Our findings highlight the complex network of immunosuppressive pathways present in the TME that is unlikely to be overcome with a single immunotherapy target. Therefore, in addition to ICBs, Dectin-1 would be an attractive target for future immunotherapy development. Stimulation of Dectin-1 may convert polarized M2 macrophages into an M1-phenotype [26] likely to have synergistic efficacy with ICBs. It is conceivable that Dectin-1+CD8+ T cells expressing co-inhibitory receptors eventually become exhausted in the context of chronic conditions. Nevertheless, tumor progression following the stimulation of Dectin-1 in the CT26 model illustrates the complexity of myeloid cells manipulations. Taken together, stimulating myeloid cells via curdlan not only enhances antigen presentation but also reprograms tumour-associate myeloid cells toward an inflammatory phenotype in the melanoma model. This is highly important for melanoma patients because acquired resistance to ICBs is associated with defects in antigen presentation [101]. The abundance of Dectin-1 expressing myeloid cells in the peripheral blood of melanoma patients reinforces this hypothesis. Therefore, targeting Dectin-1 (e.g. curdlan) can result in a robust innate and adaptive immune response against tumour cells. In agreement with our results, a study suggested that durable regression of melanoma tumors requires concurrent immunotherapy that engages both innate and adaptive immune responses [102].

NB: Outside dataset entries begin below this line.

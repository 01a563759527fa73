//! Notebook command implementations.
//!
//! The `ladle my ...` commands manage the user's own recipes. Numbers
//! printed and accepted here are 1-based; they are validated against the
//! freshly loaded sequence before any store call, so the store's
//! out-of-range panic stays a programming-error signal.

use crate::cli::args::{MyAddArgs, MyArgs, MyCommands, MyEditArgs, MyRemoveArgs, MyShowArgs};
use crate::cli::context::AppContext;
use crate::error::Result;
use crate::notebook::{CustomRecipe, NotebookStore};
use crate::storage::FsStorage;
use crate::ui::theme::LadleTheme;
use crate::ui::{render_custom_recipe, Table, UserInterface};

use super::dispatcher::{Command, CommandResult};

/// The my command group implementation.
pub struct MyCommand {
    context: AppContext,
    args: MyArgs,
}

impl MyCommand {
    /// Create a new my command.
    pub fn new(context: &AppContext, args: MyArgs) -> Self {
        Self {
            context: context.clone(),
            args,
        }
    }

    fn list(&self, notebook: &NotebookStore<FsStorage>, ui: &mut dyn UserInterface) {
        let recipes = notebook.load();

        if recipes.is_empty() {
            ui.message("No recipes added yet. Use 'ladle my add' to create one.");
            return;
        }

        let mut table = Table::new(vec!["#", "Title", "Description"]);
        for (i, recipe) in recipes.iter().enumerate() {
            let number = (i + 1).to_string();
            table.add_row(vec![
                &number,
                &recipe.title,
                recipe.description.as_deref().unwrap_or(""),
            ]);
        }

        ui.message(&table.render());
    }

    fn show(
        &self,
        notebook: &NotebookStore<FsStorage>,
        ui: &mut dyn UserInterface,
        args: &MyShowArgs,
    ) -> CommandResult {
        let recipes = notebook.load();

        let Some(index) = checked_index(args.number, recipes.len()) else {
            ui.error(&out_of_range(args.number, recipes.len()));
            return CommandResult::failure(2);
        };

        ui.message(&render_custom_recipe(&recipes[index], &LadleTheme::new()));
        CommandResult::success()
    }

    fn add(
        &self,
        notebook: &NotebookStore<FsStorage>,
        ui: &mut dyn UserInterface,
        args: &MyAddArgs,
    ) -> Result<CommandResult> {
        let title = match &args.title {
            Some(title) => title.clone(),
            None => ui.input("Title", None)?,
        };

        if title.trim().is_empty() {
            ui.error("A recipe needs a title.");
            return Ok(CommandResult::failure(2));
        }

        let mut recipe = CustomRecipe::new(title.trim());
        recipe.description = args.description.clone();
        recipe.image = args.image.clone();

        let recipes = notebook.add(recipe)?;
        ui.success(&format!(
            "Added '{}' as recipe #{}.",
            recipes[recipes.len() - 1].title,
            recipes.len()
        ));
        Ok(CommandResult::success())
    }

    fn edit(
        &self,
        notebook: &NotebookStore<FsStorage>,
        ui: &mut dyn UserInterface,
        args: &MyEditArgs,
    ) -> Result<CommandResult> {
        let recipes = notebook.load();

        let Some(index) = checked_index(args.number, recipes.len()) else {
            ui.error(&out_of_range(args.number, recipes.len()));
            return Ok(CommandResult::failure(2));
        };

        let current = &recipes[index];
        let mut updated = current.clone();

        if args.title.is_none() && args.description.is_none() && args.image.is_none() {
            // No flags: edit interactively, pre-filled with current values.
            updated.title = ui.input("Title", Some(&current.title))?;
            let description = ui.input("Description", current.description.as_deref())?;
            updated.description = if description.trim().is_empty() {
                None
            } else {
                Some(description)
            };
        } else {
            if let Some(title) = &args.title {
                updated.title = title.clone();
            }
            if let Some(description) = &args.description {
                updated.description = Some(description.clone());
            }
            if let Some(image) = &args.image {
                updated.image = Some(image.clone());
            }
        }

        if updated.title.trim().is_empty() {
            ui.error("A recipe needs a title.");
            return Ok(CommandResult::failure(2));
        }

        notebook.update(index, updated)?;
        ui.success(&format!("Updated recipe #{}.", args.number));
        Ok(CommandResult::success())
    }

    fn remove(
        &self,
        notebook: &NotebookStore<FsStorage>,
        ui: &mut dyn UserInterface,
        args: &MyRemoveArgs,
    ) -> Result<CommandResult> {
        let recipes = notebook.load();

        let Some(index) = checked_index(args.number, recipes.len()) else {
            ui.error(&out_of_range(args.number, recipes.len()));
            return Ok(CommandResult::failure(2));
        };

        let title = recipes[index].title.clone();

        if !args.yes && !ui.confirm(&format!("Remove '{}'?", title), false)? {
            ui.message("Nothing removed.");
            return Ok(CommandResult::success());
        }

        notebook.remove(index)?;
        ui.success(&format!("Removed '{}'.", title));
        Ok(CommandResult::success())
    }
}

impl Command for MyCommand {
    fn execute(&self, ui: &mut dyn UserInterface) -> Result<CommandResult> {
        let notebook = self.context.notebook();

        match &self.args.command {
            MyCommands::List => {
                self.list(&notebook, ui);
                Ok(CommandResult::success())
            }
            MyCommands::Show(args) => Ok(self.show(&notebook, ui, args)),
            MyCommands::Add(args) => self.add(&notebook, ui, args),
            MyCommands::Edit(args) => self.edit(&notebook, ui, args),
            MyCommands::Remove(args) => self.remove(&notebook, ui, args),
        }
    }
}

/// Convert a 1-based display number to an index into a sequence of
/// `len` elements.
fn checked_index(number: usize, len: usize) -> Option<usize> {
    let index = number.checked_sub(1)?;
    (index < len).then_some(index)
}

fn out_of_range(number: usize, len: usize) -> String {
    if len == 0 {
        format!("No recipe #{}; the notebook is empty.", number)
    } else {
        format!("No recipe #{}; the notebook has {} (1-{}).", number, len, len)
    }
}

#[cfg(test)]
mod tests {
    use super::*;
    use crate::cli::args::Cli;
    use crate::ui::MockUI;
    use clap::Parser;
    use tempfile::TempDir;

    fn command_for(temp: &TempDir, argv: &[&str]) -> MyCommand {
        let mut full = vec!["ladle", "--data-dir", temp.path().to_str().unwrap()];
        full.extend_from_slice(argv);
        let cli = Cli::parse_from(full);

        let context = AppContext::from_cli(&cli).unwrap();
        match cli.command {
            Some(crate::cli::args::Commands::My(args)) => MyCommand::new(&context, args),
            _ => panic!("expected my command"),
        }
    }

    #[test]
    fn add_then_list_shows_recipe() {
        let temp = TempDir::new().unwrap();

        let mut ui = MockUI::new();
        let cmd = command_for(&temp, &["my", "add", "--title", "Flatbread"]);
        let result = cmd.execute(&mut ui).unwrap();
        assert!(result.success);

        let mut ui = MockUI::new();
        let cmd = command_for(&temp, &["my", "list"]);
        cmd.execute(&mut ui).unwrap();
        assert!(ui.all_output().contains("Flatbread"));
    }

    #[test]
    fn add_prompts_for_missing_title() {
        let temp = TempDir::new().unwrap();

        let mut ui = MockUI::new().answer_input("Prompted Pie");
        let cmd = command_for(&temp, &["my", "add"]);
        let result = cmd.execute(&mut ui).unwrap();

        assert!(result.success);
        assert!(ui.all_output().contains("Prompted Pie"));
    }

    #[test]
    fn add_rejects_blank_title() {
        let temp = TempDir::new().unwrap();

        let mut ui = MockUI::new().answer_input("   ");
        let cmd = command_for(&temp, &["my", "add"]);
        let result = cmd.execute(&mut ui).unwrap();

        assert!(!result.success);
    }

    #[test]
    fn edit_with_flags_updates_in_place() {
        let temp = TempDir::new().unwrap();

        let mut ui = MockUI::new();
        command_for(&temp, &["my", "add", "--title", "Flatbread"])
            .execute(&mut ui)
            .unwrap();

        let mut ui = MockUI::new();
        let result = command_for(&temp, &["my", "edit", "1", "--title", "Naan"])
            .execute(&mut ui)
            .unwrap();
        assert!(result.success);

        let mut ui = MockUI::new();
        command_for(&temp, &["my", "list"]).execute(&mut ui).unwrap();
        let output = ui.all_output();
        assert!(output.contains("Naan"));
        assert!(!output.contains("Flatbread"));
    }

    #[test]
    fn remove_asks_for_confirmation() {
        let temp = TempDir::new().unwrap();

        let mut ui = MockUI::new();
        command_for(&temp, &["my", "add", "--title", "Flatbread"])
            .execute(&mut ui)
            .unwrap();

        // Declined: recipe stays.
        let mut ui = MockUI::new().answer_confirm(false);
        command_for(&temp, &["my", "remove", "1"])
            .execute(&mut ui)
            .unwrap();

        let mut ui = MockUI::new();
        command_for(&temp, &["my", "list"]).execute(&mut ui).unwrap();
        assert!(ui.all_output().contains("Flatbread"));

        // Accepted: recipe goes.
        let mut ui = MockUI::new().answer_confirm(true);
        command_for(&temp, &["my", "remove", "1"])
            .execute(&mut ui)
            .unwrap();

        let mut ui = MockUI::new();
        command_for(&temp, &["my", "list"]).execute(&mut ui).unwrap();
        assert!(ui.all_output().contains("No recipes added yet"));
    }

    #[test]
    fn out_of_range_number_fails_politely() {
        let temp = TempDir::new().unwrap();

        let mut ui = MockUI::new();
        let result = command_for(&temp, &["my", "remove", "3", "--yes"])
            .execute(&mut ui)
            .unwrap();

        assert!(!result.success);
        assert!(ui.all_output().contains("empty"));
    }

    #[test]
    fn checked_index_is_one_based() {
        assert_eq!(checked_index(1, 3), Some(0));
        assert_eq!(checked_index(3, 3), Some(2));
        assert_eq!(checked_index(0, 3), None);
        assert_eq!(checked_index(4, 3), None);
    }
}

However, there are several limitations in our study, one of which is single-centred treatment design. Also, because of the animal ethics requirements we were unable to keep tumor-bearing mice for a longer period of time to determine the role of targeting Dectin-1 in a more chronic condition. Moreover, we were unable to investigate the exact mechanism of Dectin-1 expressing myeloid and T cells in the TME, which merits further investigations. The colocalization of Dectin-1 with PD-L1 and VISTA requires further confirmatory studies. Finally, human studies were performed on a limited number of melanoma patients and we did not have access to tumor biopsies to examine the expression level of Dectin-1 in myeloid cells the TME. Such studies are needed to better comprehend the role of Dectin-1 in human tumor tissue.